La medida fue anunciada este lunes, apuntando al núcleo del grupo narcoparamilitar que opera en Colombia y otras rutas clave de tráfico en América Latina. En el comunicado oficial, se les señala por tráfico de drogas, minería ilegal, asesinato de líderes sociales, extorsión, desplazamientos forzados y, por si quedaba duda, terrorismo. Pero lo que más ruido hizo fue el cierre del mensaje: Estados Unidos advirtió que tomará medidas “para proteger a sus ciudadanos y aliados”, lo que en lenguaje diplomático suena bastante parecido a: “no nos temblará la mano”.
El Clan del Golfo, una hidra con demasiadas cabezas
El Clan del Golfo no es un cartel clásico, sino una estructura mafiosa de raíces paramilitares que se ha transformado, mutado, adaptado. Su origen se remonta a los herederos del bloque Élmer Cárdenas de las AUC. Aunque en los papeles se han desmovilizado varias veces, en los hechos solo han cambiado de nombre, de líderes y de color en los uniformes. Hoy controlan rutas de cocaína, ejercen poder sobre comunidades rurales y se financian también con minería ilegal. Son, en muchos territorios, más Estado que el propio Estado.
Su lógica de guerra ha incluido asesinatos selectivos, alianzas con otras bandas, infiltración institucional e incluso campañas en redes sociales para lavarse la cara. Pero ahora, con la designación oficial como grupo terrorista, el Clan del Golfo podría enfrentar algo que no le gusta: la atención internacional.
Qué cambia con la etiqueta de “terrorista”
Aunque ya eran perseguidos por narcotráfico, este nuevo estatus endurece el trato. Cualquier apoyo material al Clan del Golfo —desde armas hasta lavado de dinero— puede ser considerado delito federal en Estados Unidos. Bancos, empresas y hasta funcionarios públicos que tengan vínculos con ellos, directa o indirectamente, quedan bajo lupa.
Y no es solo retórica: Estados Unidos ha emitido ya órdenes de captura internacionales contra sus cabecillas y se espera colaboración de agencias como la DEA, el FBI y fuerzas especiales.

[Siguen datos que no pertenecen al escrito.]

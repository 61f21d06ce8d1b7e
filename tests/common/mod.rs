// SPDX-FileCopyrightText: 2026 Alexandre Gomes Gaigalas <alganet@gmail.com>
//
// SPDX-License-Identifier: ISC

use std::path::PathBuf;

use tokio::fs;

/// Write `contents` to a uniquely named temp file and return its path.
pub async fn write_temp_file(prefix: &str, ext: &str, contents: &str) -> anyhow::Result<PathBuf> {
    let path = std::env::temp_dir().join(format!(
        "lint-page_{}_{}.{}",
        prefix,
        uuid::Uuid::new_v4(),
        ext
    ));
    fs::write(&path, contents).await?;
    Ok(path)
}

/// A capture of one HTML page on www.example.com, reached through
/// `redirects` hops starting at http://example.com/, that references the
/// given same-site stylesheets and scripts.
pub fn page_capture(
    redirects: usize,
    stylesheets: &[(&str, usize)],
    scripts: &[(&str, usize)],
) -> serde_json::Value {
    let page_url = "https://www.example.com/";
    let mut resources = Vec::new();

    let mut hops: Vec<String> = (0..redirects)
        .map(|i| format!("http://example.com/hop{}", i))
        .collect();
    if let Some(first) = hops.first_mut() {
        *first = "http://example.com/".to_string();
    }
    for (i, url) in hops.iter().enumerate() {
        let next = hops.get(i + 1).map(String::as_str).unwrap_or(page_url);
        resources.push(serde_json::json!({
            "request_url": url,
            "request_start_millis": i,
            "response_status_code": 302,
            "response_headers": [["location", next]]
        }));
    }

    let mut body = String::from("<html><head>");
    for (name, _) in stylesheets {
        body.push_str(&format!(r#"<link rel="stylesheet" href="/{}">"#, name));
    }
    for (name, _) in scripts {
        body.push_str(&format!(r#"<script src="/{}"></script>"#, name));
    }
    body.push_str("</head><body></body></html>");
    resources.push(serde_json::json!({
        "request_url": page_url,
        "request_start_millis": 100,
        "response_headers": [["content-type", "text/html; charset=utf-8"]],
        "response_body": body
    }));

    for (list, content_type) in [(stylesheets, "text/css"), (scripts, "application/javascript")] {
        for (name, size) in list {
            resources.push(serde_json::json!({
                "request_url": format!("https://www.example.com/{}", name),
                "request_start_millis": 200,
                "response_headers": [["content-type", content_type]],
                "response_body": "x".repeat(*size)
            }));
        }
    }

    serde_json::json!({
        "primary_url": hops.first().map(String::as_str).unwrap_or(page_url),
        "onload_millis": 1000,
        "resources": resources
    })
}
// SPDX-FileCopyrightText: 2026 Alexandre Gomes Gaigalas <alganet@gmail.com>
//
// SPDX-License-Identifier: ISC

//! Structured rule output.

use serde::Serialize;

/// Estimated cost avoided if a result's recommendation is applied.
#[derive(Serialize, Debug, Clone, Copy, Default, PartialEq, Eq)]
pub struct Savings {
    pub requests_saved: u32,
    pub render_blocking_round_trips_saved: u32,
    pub connections_saved: u32,
    pub dns_requests_saved: u32,
}

impl Savings {
    pub fn is_empty(&self) -> bool {
        *self == Savings::default()
    }
}

#[derive(Serialize, Debug, Clone, Default, PartialEq, Eq)]
pub struct InlineSmallResourcesDetails {
    pub inline_candidates: Vec<String>,
}

#[derive(Serialize, Debug, Clone, Default, PartialEq, Eq)]
pub struct RedirectionDetails {
    pub is_permanent: bool,
    pub is_cacheable: bool,
    pub freshness_lifetime_millis: Option<i64>,
    pub is_same_host: bool,
    pub is_likely_login: bool,
    pub is_likely_callback: bool,
    pub chain_index: usize,
    pub chain_length: usize,
}

/// Rule-specific payload. Only the rule that produced a result reads it.
#[derive(Serialize, Debug, Clone, Default, PartialEq, Eq)]
#[serde(tag = "kind", rename_all = "snake_case")]
pub enum ResultDetails {
    #[default]
    None,
    InlineSmallResources(InlineSmallResourcesDetails),
    Redirection(RedirectionDetails),
}

/// One finding of one rule.
#[derive(Serialize, Debug, Clone, Default, PartialEq, Eq)]
pub struct RuleResult {
    pub resource_urls: Vec<String>,
    pub savings: Savings,
    pub details: ResultDetails,
}

impl RuleResult {
    pub fn inline_small_resources_details(&self) -> Option<&InlineSmallResourcesDetails> {
        match &self.details {
            ResultDetails::InlineSmallResources(d) => Some(d),
            _ => None,
        }
    }

    pub fn redirection_details(&self) -> Option<&RedirectionDetails> {
        match &self.details {
            ResultDetails::Redirection(d) => Some(d),
            _ => None,
        }
    }
}

/// Append-only sink handed to a single rule invocation.
#[derive(Debug, Default)]
pub struct ResultProvider {
    results: Vec<RuleResult>,
}

impl ResultProvider {
    pub fn new() -> Self {
        Self::default()
    }

    /// Append an empty result and return it for filling in.
    pub fn new_result(&mut self) -> &mut RuleResult {
        self.results.push(RuleResult::default());
        let last = self.results.len() - 1;
        &mut self.results[last]
    }

    pub fn into_results(self) -> Vec<RuleResult> {
        self.results
    }
}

Si Colombia acepta el juego, podríamos ver operativos conjuntos, extradiciones aceleradas y, como mínimo, presión diplomática sobre quienes han tolerado su expansión territorial.
El Clan del Golfo y ahora ¿quién sigue?
Otros grupos delictivos de América Latina que podrían ser señalados próximamente como organizaciones terroristas, si se sigue el mismo criterio aplicado al Clan del Golfo, incluyen a: el Cártel de Sinaloa y el Cártel Jalisco Nueva Generación (CJNG) en México, ambos con capacidad militar, presencia internacional y un historial brutal de violencia; el Primer Comando Capital (PCC) y el Comando Vermelho en Brasil, que controlan territorios desde las cárceles y disputan rutas de droga con armamento de guerra; la banda Tren de Aragua, nacida en Venezuela pero ya activa en Colombia, Perú, Chile y Argentina, conocida por secuestros, extorsión y trata de personas; la Familia Michoacana, que ha diversificado sus crímenes a la explotación ilegal de recursos naturales; y Los Choneros en Ecuador, responsables del colapso de seguridad en ese país. Todos ellos tienen un factor en común: ya no operan como simples bandas, sino como mafias transnacionales con estructura militar, redes financieras y capacidad de corrupción política.
Hablando en serio
La designación del Clan del Golfo como grupo terrorista podría abrir la puerta a una intervención más directa de Estados Unidos en Colombia y otros países latinoamericanos donde esta organización opera. Para México, este cambio prende una alarma: muchas rutas del narcotráfico cruzan por territorio mexicano o dependen de alianzas con grupos locales. Si la política estadounidense se vuelve más agresiva contra estos nexos, ¿estamos preparados para el siguiente capítulo de militarización binacional?